- Data listing:
=======

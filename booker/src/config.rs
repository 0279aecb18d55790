use std::path::PathBuf;
use std::time::Duration;

use anyhow::Context;
use chrono::TimeDelta;
use chrono_tz::Tz;

use crate::scheduler::policy::SchedulerConfig;

/// Fixed identifiers and endpoints of the reservation platform.
///
/// Threaded explicitly through every component constructor; nothing reads
/// the environment after `AppConfig::from_env` returns.
#[derive(Clone, Debug)]
pub struct PlatformConfig {
    /// Scheme + host of the platform, without trailing slash.
    pub base_url: String,

    /// Guest signup form (first page of the identity protocol).
    pub signup_path: String,

    /// Generic confirmation page that may carry the verification link.
    pub thank_you_path: String,

    /// Path fragment identifying the verification link in redirects and markup.
    pub verification_marker: String,

    /// Availability feed (existing reservations + blackout blocks) for one date.
    pub availability_path: String,

    /// Reservation submission endpoint.
    pub reservation_path: String,

    /// Referer the platform expects on availability and reservation calls.
    pub reservation_referer_path: String,

    /// Location code sent with every reservation.
    pub location: String,

    /// Reservation type code; also used to match typed blackout blocks.
    pub reservation_type: String,

    /// Address the per-identity aliases are derived from (`local+token@domain`).
    pub base_email: String,

    /// Form-urlencoded base body for the signup submission. Tokens and the
    /// e-mail field are overridden per attempt.
    pub signup_template: String,

    /// E-mail input name used when the signup markup does not expose one.
    pub fallback_email_field: String,

    /// Bookings one guest identity may place before it must be replaced.
    pub identity_quota: usize,

    /// Longest sub-range the platform accepts in one reservation.
    pub max_slot_length: TimeDelta,

    /// Per-request timeout.
    pub request_timeout: Duration,

    pub user_agent: String,
}

impl PlatformConfig {
    pub fn url(&self, path: &str) -> String {
        format!("{}{}", self.base_url, path)
    }

    /// Resolve a link found in markup against the platform base.
    pub fn absolutize(&self, link: &str) -> String {
        if link.starts_with("http://") || link.starts_with("https://") {
            link.to_string()
        } else if link.starts_with('/') {
            self.url(link)
        } else {
            format!("{}/{}", self.base_url, link)
        }
    }

    pub fn signup_url(&self) -> String {
        self.url(&self.signup_path)
    }

    pub fn reservation_referer(&self) -> String {
        self.url(&self.reservation_referer_path)
    }
}

impl Default for PlatformConfig {
    fn default() -> Self {
        Self {
            base_url: "https://bibliotheekutrecht.crmplatform.nl".into(),
            signup_path: "/werkplekreserveren-aanmelden?reserveren=true".into(),
            thank_you_path: "/formulieren/bedankpaginaBiebWerkt.vm".into(),
            verification_marker: "/reserveringen/werkplekkenVerificatie.vm".into(),
            availability_path: "/reserveringen/page/js/reservations.vm".into(),
            reservation_path: "/reserveringen/page/makereservation.vm".into(),
            reservation_referer_path: "/reserveringen/page/reservering.vm?".into(),
            location: "41".into(),
            reservation_type: "36".into(),
            base_email: "guest@example.com".into(),
            signup_template: String::new(),
            fallback_email_field: "form:D1930".into(),
            identity_quota: 2,
            max_slot_length: TimeDelta::hours(3),
            request_timeout: Duration::from_secs(20),
            user_agent: "guest-reservation/1.3 (+rust)".into(),
        }
    }
}

/// Deliberate waits between platform calls.
#[derive(Clone, Debug)]
pub struct PacingConfig {
    /// Pause between consecutive bookings on the same identity.
    pub same_identity_pause: Duration,

    /// Pause before provisioning each identity after the first one.
    pub identity_switch_pause: Duration,
}

impl Default for PacingConfig {
    fn default() -> Self {
        Self {
            same_identity_pause: Duration::from_secs(1),
            identity_switch_pause: Duration::from_secs(2),
        }
    }
}

#[derive(Clone, Debug)]
pub struct AppConfig {
    pub platform: PlatformConfig,
    pub pacing: PacingConfig,
    pub scheduler: SchedulerConfig,

    /// Zone in which "today" and the release window are evaluated.
    pub timezone: Tz,

    /// JSON schedule file holding the desired bookings.
    pub schedule_file: PathBuf,
}

impl AppConfig {
    pub fn from_env() -> anyhow::Result<Self> {
        let defaults = PlatformConfig::default();

        let platform = PlatformConfig {
            base_url: env_or("BOOKER_BASE_URL", &defaults.base_url)
                .trim_end_matches('/')
                .to_string(),
            location: env_or("BOOKER_LOCATION", &defaults.location),
            reservation_type: env_or("BOOKER_TYPE", &defaults.reservation_type),
            base_email: env_or("BOOKER_BASE_EMAIL", &defaults.base_email),
            signup_template: env_or("BOOKER_SIGNUP_TEMPLATE", &defaults.signup_template),
            ..defaults
        };

        let tz_name = env_or("BOOKER_TIMEZONE", "Europe/Amsterdam");
        let timezone: Tz = tz_name
            .parse()
            .map_err(|e| anyhow::anyhow!("invalid BOOKER_TIMEZONE '{tz_name}': {e}"))?;

        let cfg = Self {
            platform,
            pacing: PacingConfig::default(),
            scheduler: SchedulerConfig::default(),
            timezone,
            schedule_file: PathBuf::from(env_or("BOOKER_SCHEDULE_FILE", "booking-config.json")),
        };

        cfg.validate()?;
        Ok(cfg)
    }

    pub fn validate(&self) -> anyhow::Result<()> {
        let (local, domain) = self
            .platform
            .base_email
            .split_once('@')
            .context("BOOKER_BASE_EMAIL must contain '@'")?;
        if local.is_empty() || domain.is_empty() {
            anyhow::bail!("BOOKER_BASE_EMAIL must have a local part and a domain");
        }
        if self.platform.identity_quota == 0 {
            anyhow::bail!("identity quota must be at least 1");
        }
        if self.platform.max_slot_length <= TimeDelta::zero() {
            anyhow::bail!("maximum slot length must be positive");
        }
        Ok(())
    }
}

fn env_or(key: &str, default: &str) -> String {
    std::env::var(key).unwrap_or_else(|_| default.to_string())
}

=======

Reprint the complete listing exactly.

filename booker/src/config.rs
repository 0279aecb18d55790
use std::path::PathBuf;
use std::time::Duration;

use anyhow::Context;
use chrono::TimeDelta;
use chrono_tz::Tz;

use crate::scheduler::policy::SchedulerConfig;

/// Fixed identifiers and endpoints of the reservation platform.
///
/// Threaded explicitly through every component constructor; nothing reads
/// the environment after `AppConfig::from_env` returns.
#[derive(Clone, Debug)]
pub struct PlatformConfig {
    /// Scheme + host of the platform, without trailing slash.
    pub base_url: String,

    /// Guest signup form (first page of the identity protocol).
    pub signup_path: String,

    /// Generic confirmation page that may carry the verification link.
    pub thank_you_path: String,

    /// Path fragment identifying the verification link in redirects and markup.
    pub verification_marker: String,

    /// Availability feed (existing reservations + blackout blocks) for one date.
    pub availability_path: String,

    /// Reservation submission endpoint.
    pub reservation_path: String,

    /// Referer the platform expects on availability and reservation calls.
    pub reservation_referer_path: String,

    /// Location code sent with every reservation.
    pub location: String,

    /// Reservation type code; also used to match typed blackout blocks.
    pub reservation_type: String,

    /// Address the per-identity aliases are derived from (`local+token@domain`).
    pub base_email: String,

    /// Form-urlencoded base body for the signup submission. Tokens and the
    /// e-mail field are overridden per attempt.
    pub signup_template: String,

    /// E-mail input name used when the signup markup does not expose one.
    pub fallback_email_field: String,

    /// Bookings one guest identity may place before it must be replaced.
    pub identity_quota: usize,

    /// Longest sub-range the platform accepts in one reservation.
    pub max_slot_length: TimeDelta,

    /// Per-request timeout.
    pub request_timeout: Duration,

    pub user_agent: String,
}

impl PlatformConfig {
    pub fn url(&self, path: &str) -> String {
        format!("{}{}", self.base_url, path)
    }

    /// Resolve a link found in markup against the platform base.
    pub fn absolutize(&self, link: &str) -> String {
        if link.starts_with("http://") || link.starts_with("https://") {
            link.to_string()
        } else if link.starts_with('/') {
            self.url(link)
        } else {
            format!("{}/{}", self.base_url, link)
        }
    }

    pub fn signup_url(&self) -> String {
        self.url(&self.signup_path)
    }

    pub fn reservation_referer(&self) -> String {
        self.url(&self.reservation_referer_path)
    }
}

impl Default for PlatformConfig {
    fn default() -> Self {
        Self {
            base_url: "https://bibliotheekutrecht.crmplatform.nl".into(),
            signup_path: "/werkplekreserveren-aanmelden?reserveren=true".into(),
            thank_you_path: "/formulieren/bedankpaginaBiebWerkt.vm".into(),
            verification_marker: "/reserveringen/werkplekkenVerificatie.vm".into(),
            availability_path: "/reserveringen/page/js/reservations.vm".into(),
            reservation_path: "/reserveringen/page/makereservation.vm".into(),
            reservation_referer_path: "/reserveringen/page/reservering.vm?".into(),
            location: "41".into(),
            reservation_type: "36".into(),
            base_email: "guest@example.com".into(),
            signup_template: String::new(),
            fallback_email_field: "form:D1930".into(),
            identity_quota: 2,
            max_slot_length: TimeDelta::hours(3),
            request_timeout: Duration::from_secs(20),
            user_agent: "guest-reservation/1.3 (+rust)".into(),
        }
    }
}

/// Deliberate waits between platform calls.
#[derive(Clone, Debug)]
pub struct PacingConfig {
    /// Pause between consecutive bookings on the same identity.
    pub same_identity_pause: Duration,

    /// Pause before provisioning each identity after the first one.
    pub identity_switch_pause: Duration,
}

impl Default for PacingConfig {
    fn default() -> Self {
        Self {
            same_identity_pause: Duration::from_secs(1),
            identity_switch_pause: Duration::from_secs(2),
        }
    }
}

#[derive(Clone, Debug)]
pub struct AppConfig {
    pub platform: PlatformConfig,
    pub pacing: PacingConfig,
    pub scheduler: SchedulerConfig,

    /// Zone in which "today" and the release window are evaluated.
    pub timezone: Tz,

    /// JSON schedule file holding the desired bookings.
    pub schedule_file: PathBuf,
}

impl AppConfig {
    pub fn from_env() -> anyhow::Result<Self> {
        let defaults = PlatformConfig::default();

        let platform = PlatformConfig {
            base_url: env_or("BOOKER_BASE_URL", &defaults.base_url)
                .trim_end_matches('/')
                .to_string(),
            location: env_or("BOOKER_LOCATION", &defaults.location),
            reservation_type: env_or("BOOKER_TYPE", &defaults.reservation_type),
            base_email: env_or("BOOKER_BASE_EMAIL", &defaults.base_email),
            signup_template: env_or("BOOKER_SIGNUP_TEMPLATE", &defaults.signup_template),
            ..defaults
        };

        let tz_name = env_or("BOOKER_TIMEZONE", "Europe/Amsterdam");
        let timezone: Tz = tz_name
            .parse()
            .map_err(|e| anyhow::anyhow!("invalid BOOKER_TIMEZONE '{tz_name}': {e}"))?;

        let cfg = Self {
            platform,
            pacing: PacingConfig::default(),
            scheduler: SchedulerConfig::default(),
            timezone,
            schedule_file: PathBuf::from(env_or("BOOKER_SCHEDULE_FILE", "booking-config.json")),
        };

        cfg.validate()?;
        Ok(cfg)
    }

    pub fn validate(&self) -> anyhow::Result<()> {
        let (local, domain) = self
            .platform
            .base_email
            .split_once('@')
            .context("BOOKER_BASE_EMAIL must contain '@'")?;
        if local.is_empty() || domain.is_empty() {
            anyhow::bail!("BOOKER_BASE_EMAIL must have a local part and a domain");
        }
        if self.platform.identity_quota == 0 {
            anyhow::bail!("identity quota must be at least 1");
        }
        if self.platform.max_slot_length <= TimeDelta::zero() {
            anyhow::bail!("maximum slot length must be positive");
        }
        Ok(())
    }
}

fn env_or(key: &str, default: &str) -> String {
    std::env::var(key).unwrap_or_else(|_| default.to_string())
}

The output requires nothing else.